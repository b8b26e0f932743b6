//! Encode and decode use cases.

use std::sync::Arc;

use tracing::debug;

use crate::codec::Codec;
use crate::domain::entities::{NewUrl, UrlRecord};
use crate::domain::repositories::UrlRepository;
use crate::error::AppError;

/// Service turning origin URLs into short codes and back.
///
/// A code encodes the pair `[origin length, record id]`; decoding reads the
/// id from position 1 and looks the record up.
pub struct ShortenService {
    repository: Arc<dyn UrlRepository>,
    codec: Arc<Codec>,
}

impl ShortenService {
    /// Creates a new shorten service.
    pub fn new(repository: Arc<dyn UrlRepository>, codec: Arc<Codec>) -> Self {
        Self { repository, codec }
    }

    pub fn repository(&self) -> &Arc<dyn UrlRepository> {
        &self.repository
    }

    /// Finds or stores `origin_url` and returns its code.
    ///
    /// The same origin URL always yields the same code because its record id
    /// is stable and the codec is deterministic.
    ///
    /// # Errors
    ///
    /// Returns [`AppError::Internal`] on storage or encoding failures.
    pub async fn encode(&self, origin_url: &str) -> Result<String, AppError> {
        let record = match self.repository.find_by_origin_url(origin_url).await? {
            Some(existing) => existing,
            None => {
                self.repository
                    .create(NewUrl {
                        origin_url: origin_url.to_string(),
                    })
                    .await?
            }
        };

        self.code_for(&record)
    }

    /// Computes the code for a stored record.
    ///
    /// # Errors
    ///
    /// Returns [`AppError::Internal`] for a negative id or an encoding failure.
    pub fn code_for(&self, record: &UrlRecord) -> Result<String, AppError> {
        let id = u64::try_from(record.id)
            .map_err(|_| AppError::internal(format!("Invalid record id {}", record.id)))?;

        self.codec
            .encode(&[record.origin_length(), id])
            .map_err(|e| AppError::internal(e.to_string()))
    }

    /// Resolves a code to its stored record.
    ///
    /// A code that does not decode to exactly `[length, id]` is reported the
    /// same way as a well-formed code with no record behind it.
    ///
    /// # Errors
    ///
    /// Returns [`AppError::NotFound`] for undecodable or unknown codes and
    /// [`AppError::Internal`] on storage errors.
    pub async fn decode(&self, code: &str) -> Result<UrlRecord, AppError> {
        let id = match self.codec.decode(code).as_deref() {
            Some(&[_length, id]) => id,
            _ => {
                debug!(code, "Code did not decode to a record id");
                return Err(AppError::record_not_found());
            }
        };

        let id = i64::try_from(id).map_err(|_| AppError::record_not_found())?;

        self.repository
            .find_by_id(id)
            .await?
            .ok_or_else(AppError::record_not_found)
    }
}

#[cfg(test)]
mod tests {
    use super::*;
    use crate::codec::{Alphabet, DEFAULT_MIN_LENGTH};
    use crate::domain::repositories::MockUrlRepository;
    use chrono::Utc;

    fn record(id: i64, url: &str) -> UrlRecord {
        UrlRecord::new(id, url.to_string(), Utc::now(), Utc::now())
    }

    fn codec() -> Codec {
        Codec::new(Alphabet::default(), DEFAULT_MIN_LENGTH).unwrap()
    }

    fn service(repo: MockUrlRepository) -> ShortenService {
        ShortenService::new(Arc::new(repo), Arc::new(codec()))
    }

    #[tokio::test]
    async fn test_encode_creates_new_record() {
        let mut repo = MockUrlRepository::new();
        repo.expect_find_by_origin_url()
            .times(1)
            .returning(|_| Ok(None));
        repo.expect_create()
            .withf(|new_url| new_url.origin_url == "https://www.example.com")
            .times(1)
            .returning(|new_url| Ok(record(1, &new_url.origin_url)));

        let code = service(repo).encode("https://www.example.com").await.unwrap();

        assert!(code.len() >= 6);
        assert_eq!(
            codec().decode(&code),
            Some(vec!["https://www.example.com".len() as u64, 1])
        );
    }

    #[tokio::test]
    async fn test_encode_reuses_existing_record() {
        let mut repo = MockUrlRepository::new();
        repo.expect_find_by_origin_url()
            .times(2)
            .returning(|url| Ok(Some(record(5, url))));
        repo.expect_create().times(0);

        let service = service(repo);
        let first = service.encode("https://www.example.com").await.unwrap();
        let second = service.encode("https://www.example.com").await.unwrap();

        assert_eq!(first, second);
    }

    #[tokio::test]
    async fn test_encode_surfaces_storage_failure() {
        let mut repo = MockUrlRepository::new();
        repo.expect_find_by_origin_url()
            .times(1)
            .returning(|_| Err(AppError::internal("Unexpected error")));

        let err = service(repo)
            .encode("https://www.example.com")
            .await
            .unwrap_err();

        assert!(matches!(err, AppError::Internal { .. }));
        assert_eq!(err.to_string(), "Unexpected error");
    }

    #[tokio::test]
    async fn test_decode_returns_record() {
        let stored = record(42, "https://www.example.com");
        let code = codec().encode(&[stored.origin_length(), 42]).unwrap();

        let mut repo = MockUrlRepository::new();
        let found = stored.clone();
        repo.expect_find_by_id()
            .withf(|id| *id == 42)
            .times(1)
            .returning(move |_| Ok(Some(found.clone())));

        let result = service(repo).decode(&code).await.unwrap();
        assert_eq!(result, stored);
    }

    #[tokio::test]
    async fn test_decode_unknown_id_is_not_found() {
        let code = codec().encode(&[20, 7]).unwrap();

        let mut repo = MockUrlRepository::new();
        repo.expect_find_by_id().times(1).returning(|_| Ok(None));

        let err = service(repo).decode(&code).await.unwrap_err();
        assert!(matches!(err, AppError::NotFound { .. }));
        assert_eq!(err.to_string(), "Record not found");
    }

    #[tokio::test]
    async fn test_decode_garbage_skips_lookup() {
        let mut repo = MockUrlRepository::new();
        repo.expect_find_by_id().times(0);

        let service = service(repo);
        for code in ["", "nonexist", "invalidcode#", "zzzz99"] {
            let err = service.decode(code).await.unwrap_err();
            assert!(matches!(err, AppError::NotFound { .. }), "{code}");
        }
    }

    #[tokio::test]
    async fn test_decode_wrong_arity_is_not_found() {
        let codec = codec();
        let single = codec.encode(&[7]).unwrap();
        let triple = codec.encode(&[1, 2, 3]).unwrap();

        let mut repo = MockUrlRepository::new();
        repo.expect_find_by_id().times(0);

        let service = service(repo);
        assert!(service.decode(&single).await.is_err());
        assert!(service.decode(&triple).await.is_err());
    }

    #[tokio::test]
    async fn test_decode_id_beyond_i64_is_not_found() {
        let code = codec().encode(&[10, u64::MAX]).unwrap();

        let mut repo = MockUrlRepository::new();
        repo.expect_find_by_id().times(0);

        let err = service(repo).decode(&code).await.unwrap_err();
        assert!(matches!(err, AppError::NotFound { .. }));
    }
}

——

* Activity: Set down the records once more, character for character.

* Output below:
repository b8b26e0f932743b6
//! Encode and decode use cases.

use std::sync::Arc;

use tracing::debug;

use crate::codec::Codec;
use crate::domain::entities::{NewUrl, UrlRecord};
use crate::domain::repositories::UrlRepository;
use crate::error::AppError;

/// Service turning origin URLs into short codes and back.
///
/// A code encodes the pair `[origin length, record id]`; decoding reads the
/// id from position 1 and looks the record up.
pub struct ShortenService {
    repository: Arc<dyn UrlRepository>,
    codec: Arc<Codec>,
}

impl ShortenService {
    /// Creates a new shorten service.
    pub fn new(repository: Arc<dyn UrlRepository>, codec: Arc<Codec>) -> Self {
        Self { repository, codec }
    }

    pub fn repository(&self) -> &Arc<dyn UrlRepository> {
        &self.repository
    }

    /// Finds or stores `origin_url` and returns its code.
    ///
    /// The same origin URL always yields the same code because its record id
    /// is stable and the codec is deterministic.
    ///
    /// # Errors
    ///
    /// Returns [`AppError::Internal`] on storage or encoding failures.
    pub async fn encode(&self, origin_url: &str) -> Result<String, AppError> {
        let record = match self.repository.find_by_origin_url(origin_url).await? {
            Some(existing) => existing,
            None => {
                self.repository
                    .create(NewUrl {
                        origin_url: origin_url.to_string(),
                    })
                    .await?
            }
        };

        self.code_for(&record)
    }

    /// Computes the code for a stored record.
    ///
    /// # Errors
    ///
    /// Returns [`AppError::Internal`] for a negative id or an encoding failure.
    pub fn code_for(&self, record: &UrlRecord) -> Result<String, AppError> {
        let id = u64::try_from(record.id)
            .map_err(|_| AppError::internal(format!("Invalid record id {}", record.id)))?;

        self.codec
            .encode(&[record.origin_length(), id])
            .map_err(|e| AppError::internal(e.to_string()))
    }

    /// Resolves a code to its stored record.
    ///
    /// A code that does not decode to exactly `[length, id]` is reported the
    /// same way as a well-formed code with no record behind it.
    ///
    /// # Errors
    ///
    /// Returns [`AppError::NotFound`] for undecodable or unknown codes and
    /// [`AppError::Internal`] on storage errors.
    pub async fn decode(&self, code: &str) -> Result<UrlRecord, AppError> {
        let id = match self.codec.decode(code).as_deref() {
            Some(&[_length, id]) => id,
            _ => {
                debug!(code, "Code did not decode to a record id");
                return Err(AppError::record_not_found());
            }
        };

        let id = i64::try_from(id).map_err(|_| AppError::record_not_found())?;

        self.repository
            .find_by_id(id)
            .await?
            .ok_or_else(AppError::record_not_found)
    }
}

#[cfg(test)]
mod tests {
    use super::*;
    use crate::codec::{Alphabet, DEFAULT_MIN_LENGTH};
    use crate::domain::repositories::MockUrlRepository;
    use chrono::Utc;

    fn record(id: i64, url: &str) -> UrlRecord {
        UrlRecord::new(id, url.to_string(), Utc::now(), Utc::now())
    }

    fn codec() -> Codec {
        Codec::new(Alphabet::default(), DEFAULT_MIN_LENGTH).unwrap()
    }

    fn service(repo: MockUrlRepository) -> ShortenService {
        ShortenService::new(Arc::new(repo), Arc::new(codec()))
    }

    #[tokio::test]
    async fn test_encode_creates_new_record() {
        let mut repo = MockUrlRepository::new();
        repo.expect_find_by_origin_url()
            .times(1)
            .returning(|_| Ok(None));
        repo.expect_create()
            .withf(|new_url| new_url.origin_url == "https://www.example.com")
            .times(1)
            .returning(|new_url| Ok(record(1, &new_url.origin_url)));

        let code = service(repo).encode("https://www.example.com").await.unwrap();

        assert!(code.len() >= 6);
        assert_eq!(
            codec().decode(&code),
            Some(vec!["https://www.example.com".len() as u64, 1])
        );
    }

    #[tokio::test]
    async fn test_encode_reuses_existing_record() {
        let mut repo = MockUrlRepository::new();
        repo.expect_find_by_origin_url()
            .times(2)
            .returning(|url| Ok(Some(record(5, url))));
        repo.expect_create().times(0);

        let service = service(repo);
        let first = service.encode("https://www.example.com").await.unwrap();
        let second = service.encode("https://www.example.com").await.unwrap();

        assert_eq!(first, second);
    }

    #[tokio::test]
    async fn test_encode_surfaces_storage_failure() {
        let mut repo = MockUrlRepository::new();
        repo.expect_find_by_origin_url()
            .times(1)
            .returning(|_| Err(AppError::internal("Unexpected error")));

        let err = service(repo)
            .encode("https://www.example.com")
            .await
            .unwrap_err();

        assert!(matches!(err, AppError::Internal { .. }));
        assert_eq!(err.to_string(), "Unexpected error");
    }

    #[tokio::test]
    async fn test_decode_returns_record() {
        let stored = record(42, "https://www.example.com");
        let code = codec().encode(&[stored.origin_length(), 42]).unwrap();

        let mut repo = MockUrlRepository::new();
        let found = stored.clone();
        repo.expect_find_by_id()
            .withf(|id| *id == 42)
            .times(1)
            .returning(move |_| Ok(Some(found.clone())));

        let result = service(repo).decode(&code).await.unwrap();
        assert_eq!(result, stored);
    }

    #[tokio::test]
    async fn test_decode_unknown_id_is_not_found() {
        let code = codec().encode(&[20, 7]).unwrap();

        let mut repo = MockUrlRepository::new();
        repo.expect_find_by_id().times(1).returning(|_| Ok(None));

        let err = service(repo).decode(&code).await.unwrap_err();
        assert!(matches!(err, AppError::NotFound { .. }));
        assert_eq!(err.to_string(), "Record not found");
    }

    #[tokio::test]
    async fn test_decode_garbage_skips_lookup() {
        let mut repo = MockUrlRepository::new();
        repo.expect_find_by_id().times(0);

        let service = service(repo);
        for code in ["", "nonexist", "invalidcode#", "zzzz99"] {
            let err = service.decode(code).await.unwrap_err();
            assert!(matches!(err, AppError::NotFound { .. }), "{code}");
        }
    }

    #[tokio::test]
    async fn test_decode_wrong_arity_is_not_found() {
        let codec = codec();
        let single = codec.encode(&[7]).unwrap();
        let triple = codec.encode(&[1, 2, 3]).unwrap();

        let mut repo = MockUrlRepository::new();
        repo.expect_find_by_id().times(0);

        let service = service(repo);
        assert!(service.decode(&single).await.is_err());
        assert!(service.decode(&triple).await.is_err());
    }

    #[tokio::test]
    async fn test_decode_id_beyond_i64_is_not_found() {
        let code = codec().encode(&[10, u64::MAX]).unwrap();

        let mut repo = MockUrlRepository::new();
        repo.expect_find_by_id().times(0);

        let err = service(repo).decode(&code).await.unwrap_err();
        assert!(matches!(err, AppError::NotFound { .. }));
    }
}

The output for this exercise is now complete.